→ EXERCISE GOAL
Please find every line below that includes "derive" and report how many there are. Nothing else is needed.

*** Opening of MATERIAL SUPPLIED ***

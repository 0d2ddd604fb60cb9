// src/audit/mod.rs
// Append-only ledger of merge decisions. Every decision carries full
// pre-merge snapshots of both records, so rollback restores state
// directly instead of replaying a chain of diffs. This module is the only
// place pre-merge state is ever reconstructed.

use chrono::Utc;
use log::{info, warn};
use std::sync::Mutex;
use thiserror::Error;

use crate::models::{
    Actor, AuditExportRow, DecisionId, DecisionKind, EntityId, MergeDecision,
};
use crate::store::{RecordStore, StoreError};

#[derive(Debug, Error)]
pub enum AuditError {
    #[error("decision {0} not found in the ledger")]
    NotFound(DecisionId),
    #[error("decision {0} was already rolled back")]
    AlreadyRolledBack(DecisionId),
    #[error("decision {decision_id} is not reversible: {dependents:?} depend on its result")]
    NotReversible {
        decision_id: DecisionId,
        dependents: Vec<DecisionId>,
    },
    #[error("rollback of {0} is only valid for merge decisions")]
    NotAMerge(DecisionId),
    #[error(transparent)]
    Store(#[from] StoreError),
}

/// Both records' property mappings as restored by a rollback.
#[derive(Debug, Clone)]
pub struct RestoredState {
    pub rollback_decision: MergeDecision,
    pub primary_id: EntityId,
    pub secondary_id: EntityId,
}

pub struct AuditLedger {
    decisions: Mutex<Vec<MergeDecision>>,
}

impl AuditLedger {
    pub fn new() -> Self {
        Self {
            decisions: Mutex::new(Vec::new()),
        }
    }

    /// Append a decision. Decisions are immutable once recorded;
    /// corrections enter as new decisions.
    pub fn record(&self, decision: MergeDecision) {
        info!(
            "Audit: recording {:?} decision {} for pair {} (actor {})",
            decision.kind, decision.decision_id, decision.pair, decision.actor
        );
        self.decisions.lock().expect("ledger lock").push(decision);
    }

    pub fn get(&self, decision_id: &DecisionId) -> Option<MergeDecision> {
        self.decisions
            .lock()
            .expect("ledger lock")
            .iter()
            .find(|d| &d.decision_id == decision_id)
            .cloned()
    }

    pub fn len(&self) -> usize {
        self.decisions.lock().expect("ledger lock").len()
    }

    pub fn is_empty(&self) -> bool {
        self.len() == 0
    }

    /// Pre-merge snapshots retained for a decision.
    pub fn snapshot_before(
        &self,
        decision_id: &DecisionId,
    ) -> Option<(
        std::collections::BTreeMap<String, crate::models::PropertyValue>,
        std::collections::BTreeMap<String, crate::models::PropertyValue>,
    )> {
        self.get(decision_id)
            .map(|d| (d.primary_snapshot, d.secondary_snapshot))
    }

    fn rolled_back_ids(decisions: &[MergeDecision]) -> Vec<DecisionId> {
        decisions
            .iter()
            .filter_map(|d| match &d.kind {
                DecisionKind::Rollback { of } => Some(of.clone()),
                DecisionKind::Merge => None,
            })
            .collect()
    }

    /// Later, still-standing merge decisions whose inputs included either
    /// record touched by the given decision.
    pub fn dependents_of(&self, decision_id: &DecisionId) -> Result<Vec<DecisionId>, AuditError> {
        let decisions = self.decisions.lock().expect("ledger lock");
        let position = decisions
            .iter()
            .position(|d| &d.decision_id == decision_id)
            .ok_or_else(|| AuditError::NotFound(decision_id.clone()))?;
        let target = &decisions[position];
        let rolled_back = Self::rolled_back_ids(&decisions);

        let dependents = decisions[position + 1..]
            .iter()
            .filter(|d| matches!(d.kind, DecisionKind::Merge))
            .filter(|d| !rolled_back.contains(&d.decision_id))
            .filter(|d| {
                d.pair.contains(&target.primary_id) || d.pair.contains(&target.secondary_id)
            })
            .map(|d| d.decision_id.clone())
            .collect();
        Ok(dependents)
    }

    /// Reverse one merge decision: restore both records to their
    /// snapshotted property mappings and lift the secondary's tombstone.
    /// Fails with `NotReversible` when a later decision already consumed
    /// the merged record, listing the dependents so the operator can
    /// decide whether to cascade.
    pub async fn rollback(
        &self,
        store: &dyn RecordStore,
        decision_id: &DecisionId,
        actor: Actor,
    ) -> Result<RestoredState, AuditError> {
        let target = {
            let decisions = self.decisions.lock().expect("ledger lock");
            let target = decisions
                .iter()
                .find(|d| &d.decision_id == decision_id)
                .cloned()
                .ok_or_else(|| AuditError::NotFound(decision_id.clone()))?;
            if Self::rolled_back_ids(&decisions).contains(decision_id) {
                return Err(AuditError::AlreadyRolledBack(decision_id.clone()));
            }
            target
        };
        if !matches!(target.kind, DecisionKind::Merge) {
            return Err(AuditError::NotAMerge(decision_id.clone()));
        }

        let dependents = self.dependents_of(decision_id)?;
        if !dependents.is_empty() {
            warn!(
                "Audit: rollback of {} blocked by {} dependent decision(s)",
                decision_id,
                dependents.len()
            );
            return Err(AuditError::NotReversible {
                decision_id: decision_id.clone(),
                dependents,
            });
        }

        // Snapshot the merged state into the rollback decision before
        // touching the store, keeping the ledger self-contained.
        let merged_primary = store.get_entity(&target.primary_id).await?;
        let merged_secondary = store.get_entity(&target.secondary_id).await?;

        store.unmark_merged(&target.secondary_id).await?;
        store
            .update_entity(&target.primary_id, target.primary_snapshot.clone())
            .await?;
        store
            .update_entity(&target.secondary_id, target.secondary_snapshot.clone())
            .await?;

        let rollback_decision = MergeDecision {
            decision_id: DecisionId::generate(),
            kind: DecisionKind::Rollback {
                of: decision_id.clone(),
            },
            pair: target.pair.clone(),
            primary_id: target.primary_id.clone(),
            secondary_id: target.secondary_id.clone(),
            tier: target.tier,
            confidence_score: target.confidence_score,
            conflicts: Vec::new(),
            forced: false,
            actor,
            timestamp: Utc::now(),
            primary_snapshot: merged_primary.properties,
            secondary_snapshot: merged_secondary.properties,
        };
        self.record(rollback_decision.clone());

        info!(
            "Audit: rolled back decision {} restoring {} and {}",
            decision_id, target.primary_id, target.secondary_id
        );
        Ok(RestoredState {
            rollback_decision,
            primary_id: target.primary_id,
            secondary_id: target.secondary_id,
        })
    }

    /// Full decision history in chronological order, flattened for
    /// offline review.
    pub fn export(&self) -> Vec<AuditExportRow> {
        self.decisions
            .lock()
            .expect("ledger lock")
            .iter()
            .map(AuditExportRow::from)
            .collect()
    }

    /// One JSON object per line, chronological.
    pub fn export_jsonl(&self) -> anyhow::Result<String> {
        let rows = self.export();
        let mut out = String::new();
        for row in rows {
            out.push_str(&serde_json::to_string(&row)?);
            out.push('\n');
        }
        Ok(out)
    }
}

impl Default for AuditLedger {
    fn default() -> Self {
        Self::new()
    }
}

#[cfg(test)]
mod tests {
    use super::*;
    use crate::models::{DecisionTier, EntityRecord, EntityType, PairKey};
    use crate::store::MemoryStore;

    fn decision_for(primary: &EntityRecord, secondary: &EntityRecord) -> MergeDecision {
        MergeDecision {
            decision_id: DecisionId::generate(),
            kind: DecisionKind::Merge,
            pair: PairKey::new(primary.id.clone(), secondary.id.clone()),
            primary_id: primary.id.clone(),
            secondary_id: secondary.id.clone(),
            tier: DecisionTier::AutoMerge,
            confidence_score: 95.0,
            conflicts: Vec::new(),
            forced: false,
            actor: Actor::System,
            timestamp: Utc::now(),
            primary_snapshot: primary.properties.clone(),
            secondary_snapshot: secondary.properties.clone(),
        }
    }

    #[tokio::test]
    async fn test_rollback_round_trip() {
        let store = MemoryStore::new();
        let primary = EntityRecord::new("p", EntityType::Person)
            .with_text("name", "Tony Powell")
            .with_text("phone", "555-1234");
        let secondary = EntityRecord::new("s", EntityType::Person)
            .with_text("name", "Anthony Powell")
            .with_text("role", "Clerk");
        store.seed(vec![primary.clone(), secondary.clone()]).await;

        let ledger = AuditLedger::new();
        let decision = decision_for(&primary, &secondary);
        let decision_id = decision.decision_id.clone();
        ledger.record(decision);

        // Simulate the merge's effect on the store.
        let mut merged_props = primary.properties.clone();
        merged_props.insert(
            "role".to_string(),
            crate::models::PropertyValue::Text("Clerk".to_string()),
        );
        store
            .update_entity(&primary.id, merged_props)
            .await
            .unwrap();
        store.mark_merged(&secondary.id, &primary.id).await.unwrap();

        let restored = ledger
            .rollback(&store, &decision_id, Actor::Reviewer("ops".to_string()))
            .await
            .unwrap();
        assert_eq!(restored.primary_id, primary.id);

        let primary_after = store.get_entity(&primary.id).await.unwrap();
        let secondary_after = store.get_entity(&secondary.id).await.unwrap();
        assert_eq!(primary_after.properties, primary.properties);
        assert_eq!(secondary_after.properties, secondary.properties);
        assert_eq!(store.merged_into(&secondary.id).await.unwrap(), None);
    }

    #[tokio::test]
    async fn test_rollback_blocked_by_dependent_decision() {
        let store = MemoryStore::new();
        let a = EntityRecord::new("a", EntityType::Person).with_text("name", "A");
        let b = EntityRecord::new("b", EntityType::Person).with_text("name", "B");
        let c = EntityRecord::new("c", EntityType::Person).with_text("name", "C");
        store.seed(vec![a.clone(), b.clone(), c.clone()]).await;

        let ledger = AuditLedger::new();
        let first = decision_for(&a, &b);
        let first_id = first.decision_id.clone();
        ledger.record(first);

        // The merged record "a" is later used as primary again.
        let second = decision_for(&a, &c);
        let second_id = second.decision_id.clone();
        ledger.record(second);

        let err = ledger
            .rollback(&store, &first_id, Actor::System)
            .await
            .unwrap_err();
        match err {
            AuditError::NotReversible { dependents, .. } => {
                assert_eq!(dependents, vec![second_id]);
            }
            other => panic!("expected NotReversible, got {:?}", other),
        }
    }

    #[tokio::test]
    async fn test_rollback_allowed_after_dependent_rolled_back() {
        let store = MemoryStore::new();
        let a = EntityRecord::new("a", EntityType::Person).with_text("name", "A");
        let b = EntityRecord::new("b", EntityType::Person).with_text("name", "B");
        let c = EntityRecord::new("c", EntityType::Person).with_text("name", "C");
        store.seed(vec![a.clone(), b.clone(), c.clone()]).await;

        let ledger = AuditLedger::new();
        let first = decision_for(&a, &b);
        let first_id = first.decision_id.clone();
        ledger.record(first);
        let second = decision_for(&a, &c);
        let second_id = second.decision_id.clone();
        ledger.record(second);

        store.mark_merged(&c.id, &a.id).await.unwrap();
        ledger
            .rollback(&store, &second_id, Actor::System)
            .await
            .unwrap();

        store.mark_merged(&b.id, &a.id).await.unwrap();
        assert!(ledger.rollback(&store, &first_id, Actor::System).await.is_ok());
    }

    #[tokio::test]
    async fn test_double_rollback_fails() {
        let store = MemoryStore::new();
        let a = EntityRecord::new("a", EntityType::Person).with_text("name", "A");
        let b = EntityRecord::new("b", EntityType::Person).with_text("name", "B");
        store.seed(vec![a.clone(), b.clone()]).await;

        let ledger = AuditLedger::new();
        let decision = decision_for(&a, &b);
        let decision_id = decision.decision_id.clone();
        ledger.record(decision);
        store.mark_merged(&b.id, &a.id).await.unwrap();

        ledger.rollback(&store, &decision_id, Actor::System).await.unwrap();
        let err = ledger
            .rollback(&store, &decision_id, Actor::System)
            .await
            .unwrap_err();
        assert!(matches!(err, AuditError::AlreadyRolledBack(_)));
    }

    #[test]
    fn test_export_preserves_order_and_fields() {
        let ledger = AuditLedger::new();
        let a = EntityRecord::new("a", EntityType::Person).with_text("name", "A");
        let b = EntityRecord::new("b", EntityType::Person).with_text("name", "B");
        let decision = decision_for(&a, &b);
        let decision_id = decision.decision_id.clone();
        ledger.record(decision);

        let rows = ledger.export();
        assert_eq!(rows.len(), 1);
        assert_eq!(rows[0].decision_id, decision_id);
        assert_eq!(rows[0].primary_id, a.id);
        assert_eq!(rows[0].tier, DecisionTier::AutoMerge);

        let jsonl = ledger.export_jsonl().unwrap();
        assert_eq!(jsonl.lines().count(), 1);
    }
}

*** Close of MATERIAL SUPPLIED ***

→ EXERCISE ANSWER
2